» What you will do
Output, without any change, the listing below from its opening line up to and including the line with "const X_DAY: [Period;".

» Dataset excerpts
---+---
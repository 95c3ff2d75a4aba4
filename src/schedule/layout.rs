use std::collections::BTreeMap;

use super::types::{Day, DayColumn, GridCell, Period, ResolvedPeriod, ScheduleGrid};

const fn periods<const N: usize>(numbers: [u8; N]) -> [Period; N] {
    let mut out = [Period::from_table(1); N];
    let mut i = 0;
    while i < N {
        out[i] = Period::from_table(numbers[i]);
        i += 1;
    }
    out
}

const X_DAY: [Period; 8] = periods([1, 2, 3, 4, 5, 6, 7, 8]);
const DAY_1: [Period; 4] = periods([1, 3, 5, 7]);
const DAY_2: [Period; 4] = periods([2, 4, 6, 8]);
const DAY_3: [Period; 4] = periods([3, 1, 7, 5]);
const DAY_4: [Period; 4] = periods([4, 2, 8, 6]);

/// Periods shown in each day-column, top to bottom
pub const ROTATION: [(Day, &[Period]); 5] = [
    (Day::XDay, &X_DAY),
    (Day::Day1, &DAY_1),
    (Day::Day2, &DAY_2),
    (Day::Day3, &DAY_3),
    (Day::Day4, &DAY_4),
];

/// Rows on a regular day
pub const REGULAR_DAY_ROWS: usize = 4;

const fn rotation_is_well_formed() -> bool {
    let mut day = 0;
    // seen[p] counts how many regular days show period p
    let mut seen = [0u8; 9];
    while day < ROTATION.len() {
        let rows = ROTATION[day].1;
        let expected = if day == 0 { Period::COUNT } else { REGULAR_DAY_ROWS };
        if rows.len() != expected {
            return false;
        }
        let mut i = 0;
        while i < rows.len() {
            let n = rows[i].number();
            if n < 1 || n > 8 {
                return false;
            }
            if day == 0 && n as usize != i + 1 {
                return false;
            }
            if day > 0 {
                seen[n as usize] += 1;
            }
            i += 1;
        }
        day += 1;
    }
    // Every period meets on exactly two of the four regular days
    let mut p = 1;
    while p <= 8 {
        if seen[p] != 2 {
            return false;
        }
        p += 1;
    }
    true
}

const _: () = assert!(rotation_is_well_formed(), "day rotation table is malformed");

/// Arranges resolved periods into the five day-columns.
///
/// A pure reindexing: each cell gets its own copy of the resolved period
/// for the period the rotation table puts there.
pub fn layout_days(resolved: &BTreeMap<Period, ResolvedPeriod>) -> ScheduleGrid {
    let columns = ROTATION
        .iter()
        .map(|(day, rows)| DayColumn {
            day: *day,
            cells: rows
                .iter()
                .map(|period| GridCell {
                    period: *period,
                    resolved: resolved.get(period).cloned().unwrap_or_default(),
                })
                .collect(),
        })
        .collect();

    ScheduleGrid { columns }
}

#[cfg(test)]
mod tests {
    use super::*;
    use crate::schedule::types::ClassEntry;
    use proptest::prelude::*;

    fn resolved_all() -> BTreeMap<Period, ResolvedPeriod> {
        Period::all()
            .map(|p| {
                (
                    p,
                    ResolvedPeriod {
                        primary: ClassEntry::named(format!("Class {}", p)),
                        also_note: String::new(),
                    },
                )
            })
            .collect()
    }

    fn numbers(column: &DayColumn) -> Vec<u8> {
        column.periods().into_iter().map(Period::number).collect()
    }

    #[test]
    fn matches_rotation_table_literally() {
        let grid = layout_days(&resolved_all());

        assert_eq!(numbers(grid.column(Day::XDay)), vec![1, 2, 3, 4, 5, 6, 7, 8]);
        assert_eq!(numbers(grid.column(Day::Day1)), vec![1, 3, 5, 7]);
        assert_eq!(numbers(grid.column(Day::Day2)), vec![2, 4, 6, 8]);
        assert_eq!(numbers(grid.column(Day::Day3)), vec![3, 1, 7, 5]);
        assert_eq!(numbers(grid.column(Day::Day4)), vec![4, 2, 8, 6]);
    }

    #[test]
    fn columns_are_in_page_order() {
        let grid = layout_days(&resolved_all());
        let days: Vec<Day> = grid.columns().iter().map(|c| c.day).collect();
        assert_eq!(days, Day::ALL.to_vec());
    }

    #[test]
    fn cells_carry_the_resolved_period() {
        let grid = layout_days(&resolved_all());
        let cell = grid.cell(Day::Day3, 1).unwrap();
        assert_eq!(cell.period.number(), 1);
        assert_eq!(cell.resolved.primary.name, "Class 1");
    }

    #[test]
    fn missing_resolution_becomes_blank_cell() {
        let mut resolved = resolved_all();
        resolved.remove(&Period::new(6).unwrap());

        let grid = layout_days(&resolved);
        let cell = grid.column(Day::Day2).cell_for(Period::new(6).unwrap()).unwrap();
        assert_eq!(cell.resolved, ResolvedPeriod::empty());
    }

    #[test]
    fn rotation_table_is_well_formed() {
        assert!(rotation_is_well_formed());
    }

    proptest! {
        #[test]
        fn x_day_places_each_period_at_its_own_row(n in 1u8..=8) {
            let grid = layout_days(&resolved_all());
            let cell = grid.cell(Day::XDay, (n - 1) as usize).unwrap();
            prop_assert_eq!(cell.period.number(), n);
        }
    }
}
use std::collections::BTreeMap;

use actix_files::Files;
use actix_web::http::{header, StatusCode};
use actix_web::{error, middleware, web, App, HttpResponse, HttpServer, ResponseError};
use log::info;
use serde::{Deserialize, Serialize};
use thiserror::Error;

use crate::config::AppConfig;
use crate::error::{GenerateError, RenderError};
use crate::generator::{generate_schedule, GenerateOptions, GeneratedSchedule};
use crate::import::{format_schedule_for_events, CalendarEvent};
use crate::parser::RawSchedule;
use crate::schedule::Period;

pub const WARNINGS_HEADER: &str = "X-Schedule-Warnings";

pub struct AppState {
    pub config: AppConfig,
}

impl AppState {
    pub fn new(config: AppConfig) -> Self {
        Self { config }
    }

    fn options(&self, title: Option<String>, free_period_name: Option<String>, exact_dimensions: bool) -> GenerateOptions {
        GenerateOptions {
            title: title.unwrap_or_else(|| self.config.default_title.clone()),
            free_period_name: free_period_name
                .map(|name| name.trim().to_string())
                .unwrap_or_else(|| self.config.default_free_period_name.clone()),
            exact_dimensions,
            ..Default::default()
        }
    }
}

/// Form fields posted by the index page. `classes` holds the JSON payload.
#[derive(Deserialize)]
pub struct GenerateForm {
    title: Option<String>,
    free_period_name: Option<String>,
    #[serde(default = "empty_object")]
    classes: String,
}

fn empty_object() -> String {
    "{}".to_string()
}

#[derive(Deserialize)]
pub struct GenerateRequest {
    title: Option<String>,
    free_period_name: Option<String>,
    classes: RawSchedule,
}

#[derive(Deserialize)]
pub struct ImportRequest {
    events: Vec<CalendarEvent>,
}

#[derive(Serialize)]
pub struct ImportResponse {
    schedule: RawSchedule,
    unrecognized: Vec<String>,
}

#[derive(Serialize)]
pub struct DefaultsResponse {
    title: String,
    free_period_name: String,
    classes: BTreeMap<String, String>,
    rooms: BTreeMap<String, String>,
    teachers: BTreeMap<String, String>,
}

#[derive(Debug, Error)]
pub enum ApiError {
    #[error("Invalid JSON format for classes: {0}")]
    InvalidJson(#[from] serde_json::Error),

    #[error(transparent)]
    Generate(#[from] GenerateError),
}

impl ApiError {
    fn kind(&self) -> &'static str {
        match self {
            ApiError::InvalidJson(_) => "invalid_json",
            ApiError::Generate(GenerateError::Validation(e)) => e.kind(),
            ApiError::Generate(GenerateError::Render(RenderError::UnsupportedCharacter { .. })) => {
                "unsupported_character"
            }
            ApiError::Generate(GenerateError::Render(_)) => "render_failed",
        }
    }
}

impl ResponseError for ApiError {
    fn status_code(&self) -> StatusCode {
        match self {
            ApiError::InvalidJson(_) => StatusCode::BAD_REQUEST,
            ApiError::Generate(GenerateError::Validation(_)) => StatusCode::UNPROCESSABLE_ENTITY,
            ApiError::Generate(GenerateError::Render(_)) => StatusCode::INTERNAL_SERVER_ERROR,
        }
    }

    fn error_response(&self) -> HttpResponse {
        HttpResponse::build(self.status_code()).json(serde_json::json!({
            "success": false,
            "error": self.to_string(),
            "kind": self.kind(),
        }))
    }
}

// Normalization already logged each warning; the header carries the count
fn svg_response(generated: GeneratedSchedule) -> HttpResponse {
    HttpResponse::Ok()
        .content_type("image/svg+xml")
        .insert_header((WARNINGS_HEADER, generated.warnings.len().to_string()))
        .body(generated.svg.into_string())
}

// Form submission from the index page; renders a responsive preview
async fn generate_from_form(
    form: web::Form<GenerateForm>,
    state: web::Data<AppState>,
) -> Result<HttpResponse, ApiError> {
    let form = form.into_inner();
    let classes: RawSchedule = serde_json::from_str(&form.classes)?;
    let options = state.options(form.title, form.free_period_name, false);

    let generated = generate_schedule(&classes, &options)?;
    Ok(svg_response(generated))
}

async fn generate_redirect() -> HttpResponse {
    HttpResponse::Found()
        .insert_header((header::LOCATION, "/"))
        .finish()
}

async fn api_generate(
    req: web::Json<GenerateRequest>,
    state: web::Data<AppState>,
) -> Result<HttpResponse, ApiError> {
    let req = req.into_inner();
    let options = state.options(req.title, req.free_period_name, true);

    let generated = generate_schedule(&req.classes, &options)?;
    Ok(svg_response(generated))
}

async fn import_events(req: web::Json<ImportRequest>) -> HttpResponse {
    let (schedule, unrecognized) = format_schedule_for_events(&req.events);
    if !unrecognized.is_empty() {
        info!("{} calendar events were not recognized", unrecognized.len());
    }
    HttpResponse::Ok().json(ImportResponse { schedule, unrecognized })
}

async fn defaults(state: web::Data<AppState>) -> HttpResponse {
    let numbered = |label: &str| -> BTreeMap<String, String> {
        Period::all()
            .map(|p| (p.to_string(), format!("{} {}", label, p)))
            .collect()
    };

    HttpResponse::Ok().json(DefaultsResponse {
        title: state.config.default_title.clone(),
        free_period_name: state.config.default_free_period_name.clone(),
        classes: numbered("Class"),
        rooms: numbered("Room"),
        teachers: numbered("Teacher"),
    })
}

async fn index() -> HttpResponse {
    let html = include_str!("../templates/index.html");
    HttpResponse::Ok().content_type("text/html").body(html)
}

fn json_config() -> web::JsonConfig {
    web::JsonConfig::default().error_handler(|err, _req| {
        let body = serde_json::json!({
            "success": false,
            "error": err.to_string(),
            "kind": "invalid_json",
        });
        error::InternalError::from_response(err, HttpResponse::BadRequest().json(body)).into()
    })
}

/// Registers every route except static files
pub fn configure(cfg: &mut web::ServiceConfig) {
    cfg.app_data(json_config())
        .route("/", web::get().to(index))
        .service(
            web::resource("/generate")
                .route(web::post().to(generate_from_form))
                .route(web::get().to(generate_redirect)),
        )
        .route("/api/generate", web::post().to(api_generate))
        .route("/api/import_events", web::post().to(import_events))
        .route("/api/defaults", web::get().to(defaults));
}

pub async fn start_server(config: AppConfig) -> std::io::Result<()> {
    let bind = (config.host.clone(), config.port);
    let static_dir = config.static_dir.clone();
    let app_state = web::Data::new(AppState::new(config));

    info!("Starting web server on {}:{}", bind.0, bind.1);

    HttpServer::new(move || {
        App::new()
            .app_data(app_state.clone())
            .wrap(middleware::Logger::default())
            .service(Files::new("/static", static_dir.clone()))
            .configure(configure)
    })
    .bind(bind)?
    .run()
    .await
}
---+---
» Result below
repository 95c3ff2d75a4aba4
filename src/schedule/layout.rs
use std::collections::BTreeMap;

use super::types::{Day, DayColumn, GridCell, Period, ResolvedPeriod, ScheduleGrid};

const fn periods<const N: usize>(numbers: [u8; N]) -> [Period; N] {
    let mut out = [Period::from_table(1); N];
    let mut i = 0;
    while i < N {
        out[i] = Period::from_table(numbers[i]);
        i += 1;
    }
    out
}

const X_DAY: [Period; 8] = periods([1, 2, 3, 4, 5, 6, 7, 8]);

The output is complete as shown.